Chose certaine, l’ancien champion est convaincu qu’un combat Bute-Pascal aura une place inégalée dans l’histoire du noble art de la Belle Province. Jamais un duel n’aura suscité autant d’intérêt.

« Si nous reculons un peu et que nous revenons à Hilton-Ouellet ou encore Hilton-Cusson, ça ne se compare tout simplement pas », a expliqué Lucas. « Bute et Pascal sont deux boxeurs de calibre mondial qui ont été champions du monde et qui peuvent très bien le redevenir. »

Lucas n’est également pas contre l’idée qu’un endroit mythique accueille ce combat d’envergure. Le Centre Bell - où il est devenu champion et a combattu 14 fois - demeure son lieu de prédilection, sauf qu’il refuse de regarder le Stade olympique de haut.

« La boxe est tellement populaire depuis quelques années qu’un événement comme celui-là serait sûrement capable d’attirer de 25 000 à 30 000 personnes », a-t-il ajouté. « Aujourd’hui, les dirigeants du stade sont capables de créer une belle configuration.
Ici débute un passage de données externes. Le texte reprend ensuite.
//! Named data-type buckets and path classification
//!
//! A [`DataType`] binds a logical name (e.g. "core") to a directory under
//! the project root. Local paths are classified into data types by
//! longest-prefix match over the project-relative form, so nested roots
//! like `results` and `results/drafts` resolve unambiguously.

use std::path::Path;

use serde::{Deserialize, Serialize};

use datakit_fs::NormalizedPath;

/// A named logical bucket bound to a project-relative directory.
#[derive(Debug, Clone, PartialEq, Eq, Serialize, Deserialize)]
pub struct DataType {
    /// Logical bucket name (e.g. "core", "results")
    pub name: String,
    /// Project-root-relative directory, persisted with forward slashes
    pub rel_path: NormalizedPath,
}

impl DataType {
    pub fn new(name: impl Into<String>, rel_path: impl Into<NormalizedPath>) -> Self {
        Self {
            name: name.into(),
            rel_path: rel_path.into(),
        }
    }

    /// Absolute directory for this bucket under `project_root`.
    pub fn abs_path(&self, project_root: &Path) -> std::path::PathBuf {
        self.rel_path.resolve(project_root)
    }
}

/// Classify an absolute path into a data type.
///
/// Selects the data type whose `rel_path` is a segment-wise prefix of the
/// path's project-relative form, preferring the longest matching prefix.
/// Returns `None` for paths outside the project root or outside every
/// bucket.
pub fn classify<'a>(
    data_types: &'a [DataType],
    project_root: &Path,
    path: &Path,
) -> Option<&'a DataType> {
    let rel = project_relative(project_root, path)?;
    classify_rel(data_types, &rel)
}

/// Classify an already project-relative path.
pub fn classify_rel<'a>(
    data_types: &'a [DataType],
    rel: &NormalizedPath,
) -> Option<&'a DataType> {
    data_types
        .iter()
        .filter(|dt| dt.rel_path.is_prefix_of(rel))
        .max_by_key(|dt| dt.rel_path.segment_count())
}

/// True iff the path classifies into a data type and is not itself a
/// bucket root. A bucket root is a container, not a trackable leaf.
pub fn is_data_type_path(data_types: &[DataType], project_root: &Path, path: &Path) -> bool {
    let Some(rel) = project_relative(project_root, path) else {
        return false;
    };
    match classify_rel(data_types, &rel) {
        Some(data_type) => data_type.rel_path != rel,
        None => false,
    }
}

/// The forward-slash project-relative form of `path`, or `None` when the
/// path does not fall under the project root.
pub fn project_relative(project_root: &Path, path: &Path) -> Option<NormalizedPath> {
    path.strip_prefix(project_root)
        .ok()
        .map(NormalizedPath::new)
}

#[cfg(test)]
mod tests {
    use super::*;
    use std::path::PathBuf;

    fn fixture() -> (PathBuf, Vec<DataType>) {
        let root = PathBuf::from("/project");
        let data_types = vec![
            DataType::new("core", "data/core"),
            DataType::new("auxiliary", "data/auxiliary"),
            DataType::new("results", "results"),
            DataType::new("drafts", "results/drafts"),
        ];
        (root, data_types)
    }

    #[test]
    fn test_classify_simple() {
        let (root, data_types) = fixture();
        let found = classify(&data_types, &root, Path::new("/project/data/core/f.csv"));
        assert_eq!(found.unwrap().name, "core");
    }

    #[test]
    fn test_classify_longest_prefix_wins() {
        let (root, data_types) = fixture();

        let nested = classify(&data_types, &root, Path::new("/project/results/drafts/x.csv"));
        assert_eq!(nested.unwrap().name, "drafts");

        let shallow = classify(&data_types, &root, Path::new("/project/results/x.csv"));
        assert_eq!(shallow.unwrap().name, "results");
    }

    #[test]
    fn test_classify_outside_buckets() {
        let (root, data_types) = fixture();
        assert!(classify(&data_types, &root, Path::new("/project/scripts/run.sh")).is_none());
        assert!(classify(&data_types, &root, Path::new("/elsewhere/data/core/f.csv")).is_none());
    }

    #[test]
    fn test_bucket_root_is_not_a_data_type_path() {
        let (root, data_types) = fixture();
        assert!(!is_data_type_path(
            &data_types,
            &root,
            Path::new("/project/data/core")
        ));
        assert!(is_data_type_path(
            &data_types,
            &root,
            Path::new("/project/data/core/f.csv")
        ));
    }

    #[test]
    fn test_partial_segment_is_not_a_prefix() {
        let (root, data_types) = fixture();
        assert!(classify(&data_types, &root, Path::new("/project/data/core2/f.csv")).is_none());
    }
}
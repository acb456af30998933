//! The synchronization engine
//!
//! Orchestrates the manifest, data type classification and the remote
//! adapter: add/pull/push/remove/change operations plus their recursive
//! whole-manifest variants. Strictly synchronous depth-first recursion;
//! child resources are registered in the manifest (and the manifest saved)
//! before the child itself is pulled or pushed, which is what makes
//! re-running any operation idempotent.

use std::fs;
use std::path::{Path, PathBuf};

use uuid::Uuid;

use datakit_fs::{NormalizedPath, SysPath};
use datakit_manifest::{DataUri, Project, Resource, ResourceQuery, data_type};

use crate::adapter::{RemoteAdapter, RemoteEntity};
use crate::missing;
use crate::{Error, Result};

/// Optional arguments for [`SyncEngine::data_add`].
#[derive(Debug, Clone, Default)]
pub struct AddOptions {
    /// Human-friendly label; defaults to the URI or the basename.
    pub name: Option<String>,
    /// Pin a remote version.
    pub version: Option<String>,
    /// Explicit data type name, required only for remote-only resources
    /// whose remote layout does not mirror the data type directories.
    pub data_type: Option<String>,
}

impl AddOptions {
    pub fn name(mut self, name: impl Into<String>) -> Self {
        self.name = Some(name.into());
        self
    }

    pub fn version(mut self, version: impl ToString) -> Self {
        self.version = Some(version.to_string());
        self
    }

    pub fn data_type(mut self, data_type: impl Into<String>) -> Self {
        self.data_type = Some(data_type.into());
        self
    }
}

/// Field updates for [`SyncEngine::data_change`].
#[derive(Debug, Clone, Default)]
pub struct ChangeOptions {
    pub name: Option<String>,
    pub version: Option<String>,
    /// Explicitly clear a pinned version. `version` wins when both are set.
    pub clear_version: bool,
}

/// The resource synchronization engine.
///
/// Owns the [`Project`] manifest and a boxed [`RemoteAdapter`] for its
/// lifetime; the adapter is an explicit constructed dependency, connected
/// and torn down by the caller.
pub struct SyncEngine {
    project: Project,
    adapter: Box<dyn RemoteAdapter>,
}
//! Atomic I/O with file locking
//!
//! The manifest document is the shared resource in this system; writes go
//! through `write_atomic` so only one writer at a time touches it and a
//! crashed save never leaves a half-written document behind.

use std::fs::{self, OpenOptions};
use std::io::Write;
use std::path::Path;

use fs2::FileExt;

use crate::{Error, Result};

/// Write content atomically to a file with locking.
///
/// Uses write-to-temp-then-rename so readers never observe a partial
/// document. Acquires an advisory lock to prevent concurrent writers.
pub fn write_atomic(path: &Path, content: &[u8]) -> Result<()> {
    // Ensure parent directory exists
    if let Some(parent) = path.parent()
        && !parent.exists()
    {
        fs::create_dir_all(parent).map_err(|e| Error::io(parent, e))?;
    }

    // Temp file in the same directory so the rename stays on one filesystem
    let temp_name = format!(
        ".{}.{}.tmp",
        path.file_name()
            .map(|n| n.to_string_lossy())
            .unwrap_or_default(),
        std::process::id()
    );
    let temp_path = path.with_file_name(&temp_name);

    let mut temp_file = OpenOptions::new()
        .write(true)
        .create(true)
        .truncate(true)
        .open(&temp_path)
        .map_err(|e| Error::io(&temp_path, e))?;

    temp_file.lock_exclusive().map_err(|_| Error::LockFailed {
        path: path.to_path_buf(),
    })?;

    temp_file
        .write_all(content)
        .map_err(|e| Error::io(&temp_path, e))?;

    temp_file
        .sync_all()
        .map_err(|e| Error::io(&temp_path, e))?;

    temp_file.unlock().map_err(|_| Error::LockFailed {
        path: path.to_path_buf(),
    })?;

    fs::rename(&temp_path, path).map_err(|e| Error::io(path, e))?;
    tracing::debug!(path = %path.display(), bytes = content.len(), "Wrote file atomically");

    Ok(())
}

/// Read text content from a file.
pub fn read_text(path: &Path) -> Result<String> {
    fs::read_to_string(path).map_err(|e| Error::io(path, e))
}

#[cfg(test)]
mod tests {
    use super::*;
    use tempfile::TempDir;

    #[test]
    fn test_write_atomic_creates_parents() {
        let temp = TempDir::new().unwrap();
        let target = temp.path().join("nested/dir/manifest.json");

        write_atomic(&target, b"{}").unwrap();

        assert_eq!(read_text(&target).unwrap(), "{}");
    }

    #[test]
    fn test_write_atomic_replaces_content() {
        let temp = TempDir::new().unwrap();
        let target = temp.path().join("manifest.json");

        write_atomic(&target, b"first").unwrap();
        write_atomic(&target, b"second").unwrap();

        assert_eq!(read_text(&target).unwrap(), "second");
    }

    #[test]
    fn test_no_temp_file_left_behind() {
        let temp = TempDir::new().unwrap();
        let target = temp.path().join("manifest.json");

        write_atomic(&target, b"{}").unwrap();

        let entries: Vec<_> = fs::read_dir(temp.path())
            .unwrap()
            .map(|e| e.unwrap().file_name())
            .collect();
        assert_eq!(entries, vec!["manifest.json"]);
    }
}
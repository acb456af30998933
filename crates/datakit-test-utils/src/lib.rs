//! Shared test utilities for the datakit workspace.
//!
//! This crate provides standardised test fixtures to eliminate duplication
//! across crate test suites. It is a dev-dependency only, never published.
//!
//! # Modules
//!
//! - [`project`] — [`TestProject`] builder for manifest and file setup
//! - [`remote`] — [`MemoryAdapter`], an in-process remote store

pub mod project;
pub mod remote;

pub use project::TestProject;
pub use remote::MemoryAdapter;
//! Error types for datakit-manifest

use std::path::PathBuf;

pub type Result<T> = std::result::Result<T, Error>;

#[derive(Debug, thiserror::Error)]
pub enum Error {
    #[error("Invalid data type: {name}. Must be one of: {}", valid.join(", "))]
    InvalidDataType { name: String, valid: Vec<String> },

    #[error("Path {} must be inside one of the data type directories: {}", path.display(), roots.join(", "))]
    NotADataTypePath { path: PathBuf, roots: Vec<String> },

    #[error("Data type {given} does not match {derived} derived from the path")]
    DataTypeMismatch { given: String, derived: String },

    #[error("Invalid data URI {uri}: {reason}")]
    InvalidDataUri { uri: String, reason: String },

    #[error("Resource not found: {value}")]
    ResourceNotFound { value: String },

    #[error("Expected one resource matching {value} but found {count}")]
    AmbiguousResourceMatch { value: String, count: usize },

    #[error("Data type template not found: {name}")]
    TemplateNotFound { name: String },

    #[error("Manifest not found at {}", path.display())]
    ManifestNotFound { path: PathBuf },

    #[error(transparent)]
    Fs(#[from] datakit_fs::Error),

    #[error(transparent)]
    Json(#[from] serde_json::Error),
}
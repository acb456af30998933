use tracing_subscriber::{EnvFilter, fmt, prelude::*};

/// Initialize a tracing subscriber with default configuration.
///
/// Prints formatted logs to stdout. The `RUST_LOG` environment variable
/// controls the level, defaulting to "info" if not set.
pub fn init() -> Result<(), Box<dyn std::error::Error + Send + Sync>> {
    let fmt_layer = fmt::layer()
        .with_target(true)
        .with_level(true)
        .compact();

    let filter_layer = EnvFilter::try_from_default_env().or_else(|_| EnvFilter::try_new("info"))?;

    tracing_subscriber::registry()
        .with(filter_layer)
        .with(fmt_layer)
        .try_init()?;

    Ok(())
}
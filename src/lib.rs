//! # Ring Deque
//!
//! Fixed-capacity double-ended queues that live in a buffer the caller hands in.
//! Nothing here allocates, so the deques work the same on the stack, in a `static`,
//! or in a slice carved out of a memory pool.
//!
//! ## Key Features
//!
//! * **Borrowed storage:** The deque borrows its buffer for its whole lifetime; the
//!   borrow checker guarantees it never outlives the memory it indexes.
//! * **Full capacity:** Every slot is usable. An empty deque parks its front cursor
//!   on a reserved sentinel instead of sacrificing a slot to tell empty from full.
//! * **All-or-nothing:** A rejected push, pop or peek changes nothing, neither the
//!   cursors nor the buffer nor the caller's output.
//! * **Compact cursors:** Cursors can be `u8`, `u16`, `u32` or `usize` via the
//!   [`IndexType`] parameter.
//! * **`no_std`:** Only `core` is required; the `std` feature adds
//!   `std::error::Error` support in dependencies.
//!
//! ## Which deque?
//!
//! * [`RingDeque<T>`](RingDeque) stores typed values in `&mut [MaybeUninit<T>]`.
//!   Use it whenever the element type is known at compile time.
//! * [`RawRingDeque`] stores opaque byte records of a size chosen at run time in a
//!   plain `&mut [u8]`, copying them in and out byte by byte.
//! * [`AnyFixedDeque`] abstracts over `RingDeque` and `heapless::Deque`.
//!
//! ## Examples
//!
//! ### RawRingDeque
//!
//! ```rust
//! use ring_deque::{Error, RawRingDeque};
//!
//! // Two elements of 1 byte.
//! let mut buf = [0u8; 2];
//! let mut d = RawRingDeque::new(&mut buf, 1);
//!
//! d.push_back(&[5]).unwrap();
//! d.push_back(&[6]).unwrap();
//! assert!(d.is_full());
//! assert_eq!(d.push_back(&[7]), Err(Error::Overflow));
//!
//! let mut out = [0u8; 1];
//! d.pop_front(&mut out).unwrap();
//! assert_eq!(out, [5]);
//! ```
//!
//! ### RingDeque
//!
//! ```rust
//! use core::mem::MaybeUninit;
//! use ring_deque::RingDeque;
//!
//! let mut slots = [MaybeUninit::<u32>::uninit(); 8];
//! let mut d = RingDeque::new(&mut slots);
//!
//! d.push_back(1).unwrap();
//! d.push_front(0).unwrap();
//! assert_eq!(d.front(), Some(&0));
//! assert_eq!(d.pop_back(), Some(1));
//! ```

#![cfg_attr(not(any(test, feature = "std")), no_std)]

// --- Module Declarations ---

pub mod deques;
pub mod error;
pub mod utils;

// --- Re-exports ---

pub use deques::any_deque::AnyFixedDeque;
pub use deques::raw::RawRingDeque;
pub use deques::ring::RingDeque;
pub use error::Error;
pub use utils::index_type::IndexType;
pub(crate) mod cursor;
pub mod index_type;
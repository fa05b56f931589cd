//! Error type for byte-granular deque operations.

use thiserror::Error;

/// Why a push, pop or peek was rejected.
///
/// A rejected call leaves both the deque and the caller's output untouched, so
/// the same call may simply be retried once the condition clears.
#[derive(Error, Debug, Clone, Copy, PartialEq, Eq, Hash)]
pub enum Error {
    /// A push was attempted while every slot was occupied.
    #[error("deque is full")]
    Overflow,

    /// A pop or peek was attempted on an empty deque.
    #[error("deque is empty")]
    Underflow,
}
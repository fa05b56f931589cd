//! Object-safe abstraction over fixed-capacity deques.

use crate::deques::ring::RingDeque;
use crate::utils::index_type::IndexType;

/// An object-safe abstraction over bounded double-ended queues.
///
/// Implemented by [`RingDeque`] (borrowed storage) and, with the `heapless` feature,
/// by `heapless::Deque<T, N>` (inline storage), so code that only needs bounded
/// deque behaviour can accept either.
///
/// Rejections follow the `heapless` conventions: pushes hand the item back as
/// `Err(item)` when full, pops return `None` when empty.
pub trait AnyFixedDeque<T> {
    /// Returns the number of elements in the deque.
    fn len(&self) -> usize;
    /// Returns `true` if the deque contains no elements.
    fn is_empty(&self) -> bool {
        self.len() == 0
    }
    /// Returns `true` if no further element fits.
    fn is_full(&self) -> bool {
        self.len() == self.capacity()
    }
    /// Returns the maximum number of elements.
    fn capacity(&self) -> usize;
    /// Appends an element to the back, or returns it if full.
    fn push_back(&mut self, item: T) -> Result<(), T>;
    /// Prepends an element to the front, or returns it if full.
    fn push_front(&mut self, item: T) -> Result<(), T>;
    /// Removes and returns the element from the back, or `None` if empty.
    fn pop_back(&mut self) -> Option<T>;
    /// Removes and returns the element from the front, or `None` if empty.
    fn pop_front(&mut self) -> Option<T>;
    /// Removes all elements.
    fn clear(&mut self);
    /// Returns a shared reference to the front element, or `None` if empty.
    fn front(&self) -> Option<&T>;
    /// Returns a shared reference to the back element, or `None` if empty.
    fn back(&self) -> Option<&T>;
    /// Returns an exclusive reference to the front element, or `None` if empty.
    fn front_mut(&mut self) -> Option<&mut T>;
    /// Returns an exclusive reference to the back element, or `None` if empty.
    fn back_mut(&mut self) -> Option<&mut T>;
}

impl<T, I: IndexType> AnyFixedDeque<T> for RingDeque<'_, T, I> {
    fn len(&self) -> usize {
        self.len()
    }
    fn is_empty(&self) -> bool {
        self.is_empty()
    }
    fn is_full(&self) -> bool {
        self.is_full()
    }
    fn capacity(&self) -> usize {
        self.capacity()
    }
    fn push_back(&mut self, item: T) -> Result<(), T> {
        self.push_back(item)
    }
    fn push_front(&mut self, item: T) -> Result<(), T> {
        self.push_front(item)
    }
    fn pop_back(&mut self) -> Option<T> {
        self.pop_back()
    }
    fn pop_front(&mut self) -> Option<T> {
        self.pop_front()
    }
    fn clear(&mut self) {
        self.clear();
    }
    fn front(&self) -> Option<&T> {
        self.front()
    }
    fn back(&self) -> Option<&T> {
        self.back()
    }
    fn front_mut(&mut self) -> Option<&mut T> {
        self.front_mut()
    }
    fn back_mut(&mut self) -> Option<&mut T> {
        self.back_mut()
    }
}

#[cfg(feature = "heapless")]
impl<T, const N: usize> AnyFixedDeque<T> for heapless::Deque<T, N> {
    fn len(&self) -> usize {
        self.len()
    }
    fn is_empty(&self) -> bool {
        self.is_empty()
    }
    fn is_full(&self) -> bool {
        self.is_full()
    }
    fn capacity(&self) -> usize {
        self.capacity()
    }
    fn push_back(&mut self, item: T) -> Result<(), T> {
        self.push_back(item)
    }
    fn push_front(&mut self, item: T) -> Result<(), T> {
        self.push_front(item)
    }
    fn pop_back(&mut self) -> Option<T> {
        self.pop_back()
    }
    fn pop_front(&mut self) -> Option<T> {
        self.pop_front()
    }
    fn clear(&mut self) {
        self.clear();
    }
    fn front(&self) -> Option<&T> {
        self.front()
    }
    fn back(&self) -> Option<&T> {
        self.back()
    }
    fn front_mut(&mut self) -> Option<&mut T> {
        self.front_mut()
    }
    fn back_mut(&mut self) -> Option<&mut T> {
        self.back_mut()
    }
}
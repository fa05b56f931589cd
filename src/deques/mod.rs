pub mod any_deque;
pub mod raw;
pub mod ring;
Si l’intérêt est là, pourquoi pas? »

Même s’il n’a jamais eu la chance de vivre semblable expérience en tant que boxeur, Lucas l’a néanmoins vécue en tant que partisan pendant le combat entre Manny Pacquiao et Ricky Hatton en mai 2009 à Las Vegas. Et malgré le fait que le duel s’était terminé à 2:59 du deuxième round, il en garde un souvenir mémorable.

« L’atmosphère était incroyable. Il y avait énormément de fans des deux boxeurs à la pesée et le soir du combat », s’est rappelé Lucas. « Le résultat ne m’avait pas déçu tellement c’était électrisant! »

Lucas attend particulièrement le moment où les inconditionnels de Bute et Pascal se feront entendre. La croyance populaire veut que le premier jouisse de l’appui de la très grande majorité des amateurs, énoncé que met en doute Lucas.

« Les gens ont parfois tendance à changer rapidement leur fusil d’épaule. Le dernier combat de Bute a laissé les amateurs sur leur appétit », a conclu Lucas. « Une légère majorité sera peut-être derrière lui, mais ce sera vraiment difficile de dire qui prend pour qui. »

Lucas s’étant rarement trompé dans ses prédictions depuis qu’il a accroché ses gants, le clan Bute a-t-il à s’inquiéter? Ou à prendre cela comme un sérieux avertissement?